══ Data ══

//! Field-name to EXIF tag mapping
//!
//! Only six human-readable fields are writable. Each maps to exactly one
//! (IFD, tag, encoder) triple through a static table; every other key is
//! ignored by the EXIF writer.

use crate::core::error::{MetaError, MetaResult};
use crate::exif::ifd::{tags, ExifIfdMap, ExifValue, IfdKind};
use crate::exif::value::ASCII_PREFIX;
use crate::types::field::{FieldMap, StandardField};

/// How a field value becomes a tag value
#[derive(Debug, Clone, Copy, PartialEq, Eq)]
pub enum ExifEncoder {
    /// ASCII string; non-ASCII characters are dropped
    Ascii,
    /// UserComment blob: `ASCII\0\0\0` followed by the ASCII body
    PrefixedAscii,
}

/// One row of the field table
#[derive(Debug, Clone, Copy, PartialEq, Eq)]
pub struct ExifField {
    /// Field this row encodes
    pub field: StandardField,
    /// Directory the tag lives in
    pub ifd: IfdKind,
    /// Tag id
    pub tag: u16,
    /// Value encoder
    pub encoder: ExifEncoder,
}

/// Writable EXIF fields
pub const EXIF_FIELDS: [ExifField; 6] = [
    ExifField {
        field: StandardField::Description,
        ifd: IfdKind::Zeroth,
        tag: tags::IMAGE_DESCRIPTION,
        encoder: ExifEncoder::Ascii,
    },
    ExifField {
        field: StandardField::Artist,
        ifd: IfdKind::Zeroth,
        tag: tags::ARTIST,
        encoder: ExifEncoder::Ascii,
    },
    ExifField {
        field: StandardField::Copyright,
        ifd: IfdKind::Zeroth,
        tag: tags::COPYRIGHT,
        encoder: ExifEncoder::Ascii,
    },
    ExifField {
        field: StandardField::Software,
        ifd: IfdKind::Zeroth,
        tag: tags::SOFTWARE,
        encoder: ExifEncoder::Ascii,
    },
    ExifField {
        field: StandardField::DateTime,
        ifd: IfdKind::Zeroth,
        tag: tags::DATE_TIME,
        encoder: ExifEncoder::Ascii,
    },
    ExifField {
        field: StandardField::UserComment,
        ifd: IfdKind::Exif,
        tag: tags::USER_COMMENT,
        encoder: ExifEncoder::PrefixedAscii,
    },
];

/// Look up the table row for a field key
pub fn lookup(key: &str) -> Option<&'static ExifField> {
    EXIF_FIELDS.iter().find(|row| row.field.key() == key)
}

impl ExifField {
    /// Encode `value` for this row
    ///
    /// Non-ASCII characters are dropped. A NUL character cannot be stored in
    /// an EXIF ASCII field and is rejected there; the UserComment blob keeps
    /// it.
    pub fn encode(&self, value: &str) -> MetaResult<ExifValue> {
        if self.encoder == ExifEncoder::Ascii && value.contains('\0') {
            return Err(MetaError::field(
                self.field.key(),
                "NUL characters cannot be stored in an EXIF ASCII field",
            ));
        }
        let ascii = ascii_lossy(value);
        if ascii.len() != value.len() {
            log::debug!(
                "dropped {} non-ASCII bytes from EXIF field {}",
                value.len() - ascii.len(),
                self.field
            );
        }
        Ok(match self.encoder {
            ExifEncoder::Ascii => ExifValue::Ascii(ascii),
            ExifEncoder::PrefixedAscii => {
                let mut blob = Vec::with_capacity(ASCII_PREFIX.len() + ascii.len());
                blob.extend_from_slice(ASCII_PREFIX);
                blob.extend_from_slice(ascii.as_bytes());
                ExifValue::Bytes(blob)
            }
        })
    }
}

/// Drop every non-ASCII character
pub fn ascii_lossy(value: &str) -> String {
    value.chars().filter(char::is_ascii).collect()
}

/// Merge field updates into a copy of `ifds`
///
/// Unknown keys and explicit nulls are ignored. The input is never touched:
/// on the first encoding failure the error is returned and the partially
/// merged copy is dropped.
pub fn apply_updates(ifds: &ExifIfdMap, updates: &FieldMap) -> MetaResult<ExifIfdMap> {
    let mut merged = ifds.clone();
    for (key, value) in updates.values() {
        let Some(row) = lookup(key) else {
            log::trace!("EXIF writer ignores field {key}");
            continue;
        };
        let encoded = row.encode(value)?;
        merged.ifd_mut(row.ifd).insert(row.tag, encoded);
    }
    Ok(merged)
}

/// The subset of `updates` the EXIF writer consumes, nulls included
pub fn exif_subset(updates: &FieldMap) -> FieldMap {
    updates.filtered(|key| lookup(key).is_some())
}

═══

What you should do:
Each of the lines above should be printed again precisely as it reads.

The completed task:
//! Field-name to EXIF tag mapping
//!
//! Only six human-readable fields are writable. Each maps to exactly one
//! (IFD, tag, encoder) triple through a static table; every other key is
//! ignored by the EXIF writer.

use crate::core::error::{MetaError, MetaResult};
use crate::exif::ifd::{tags, ExifIfdMap, ExifValue, IfdKind};
use crate::exif::value::ASCII_PREFIX;
use crate::types::field::{FieldMap, StandardField};

/// How a field value becomes a tag value
#[derive(Debug, Clone, Copy, PartialEq, Eq)]
pub enum ExifEncoder {
    /// ASCII string; non-ASCII characters are dropped
    Ascii,
    /// UserComment blob: `ASCII\0\0\0` followed by the ASCII body
    PrefixedAscii,
}

/// One row of the field table
#[derive(Debug, Clone, Copy, PartialEq, Eq)]
pub struct ExifField {
    /// Field this row encodes
    pub field: StandardField,
    /// Directory the tag lives in
    pub ifd: IfdKind,
    /// Tag id
    pub tag: u16,
    /// Value encoder
    pub encoder: ExifEncoder,
}

/// Writable EXIF fields
pub const EXIF_FIELDS: [ExifField; 6] = [
    ExifField {
        field: StandardField::Description,
        ifd: IfdKind::Zeroth,
        tag: tags::IMAGE_DESCRIPTION,
        encoder: ExifEncoder::Ascii,
    },
    ExifField {
        field: StandardField::Artist,
        ifd: IfdKind::Zeroth,
        tag: tags::ARTIST,
        encoder: ExifEncoder::Ascii,
    },
    ExifField {
        field: StandardField::Copyright,
        ifd: IfdKind::Zeroth,
        tag: tags::COPYRIGHT,
        encoder: ExifEncoder::Ascii,
    },
    ExifField {
        field: StandardField::Software,
        ifd: IfdKind::Zeroth,
        tag: tags::SOFTWARE,
        encoder: ExifEncoder::Ascii,
    },
    ExifField {
        field: StandardField::DateTime,
        ifd: IfdKind::Zeroth,
        tag: tags::DATE_TIME,
        encoder: ExifEncoder::Ascii,
    },
    ExifField {
        field: StandardField::UserComment,
        ifd: IfdKind::Exif,
        tag: tags::USER_COMMENT,
        encoder: ExifEncoder::PrefixedAscii,
    },
];

/// Look up the table row for a field key
pub fn lookup(key: &str) -> Option<&'static ExifField> {
    EXIF_FIELDS.iter().find(|row| row.field.key() == key)
}

impl ExifField {
    /// Encode `value` for this row
    ///
    /// Non-ASCII characters are dropped. A NUL character cannot be stored in
    /// an EXIF ASCII field and is rejected there; the UserComment blob keeps
    /// it.
    pub fn encode(&self, value: &str) -> MetaResult<ExifValue> {
        if self.encoder == ExifEncoder::Ascii && value.contains('\0') {
            return Err(MetaError::field(
                self.field.key(),
                "NUL characters cannot be stored in an EXIF ASCII field",
            ));
        }
        let ascii = ascii_lossy(value);
        if ascii.len() != value.len() {
            log::debug!(
                "dropped {} non-ASCII bytes from EXIF field {}",
                value.len() - ascii.len(),
                self.field
            );
        }
        Ok(match self.encoder {
            ExifEncoder::Ascii => ExifValue::Ascii(ascii),
            ExifEncoder::PrefixedAscii => {
                let mut blob = Vec::with_capacity(ASCII_PREFIX.len() + ascii.len());
                blob.extend_from_slice(ASCII_PREFIX);
                blob.extend_from_slice(ascii.as_bytes());
                ExifValue::Bytes(blob)
            }
        })
    }
}

/// Drop every non-ASCII character
pub fn ascii_lossy(value: &str) -> String {
    value.chars().filter(char::is_ascii).collect()
}

/// Merge field updates into a copy of `ifds`
///
/// Unknown keys and explicit nulls are ignored. The input is never touched:
/// on the first encoding failure the error is returned and the partially
/// merged copy is dropped.
pub fn apply_updates(ifds: &ExifIfdMap, updates: &FieldMap) -> MetaResult<ExifIfdMap> {
    let mut merged = ifds.clone();
    for (key, value) in updates.values() {
        let Some(row) = lookup(key) else {
            log::trace!("EXIF writer ignores field {key}");
            continue;
        };
        let encoded = row.encode(value)?;
        merged.ifd_mut(row.ifd).insert(row.tag, encoded);
    }
    Ok(merged)
}

/// The subset of `updates` the EXIF writer consumes, nulls included
pub fn exif_subset(updates: &FieldMap) -> FieldMap {
    updates.filtered(|key| lookup(key).is_some())
}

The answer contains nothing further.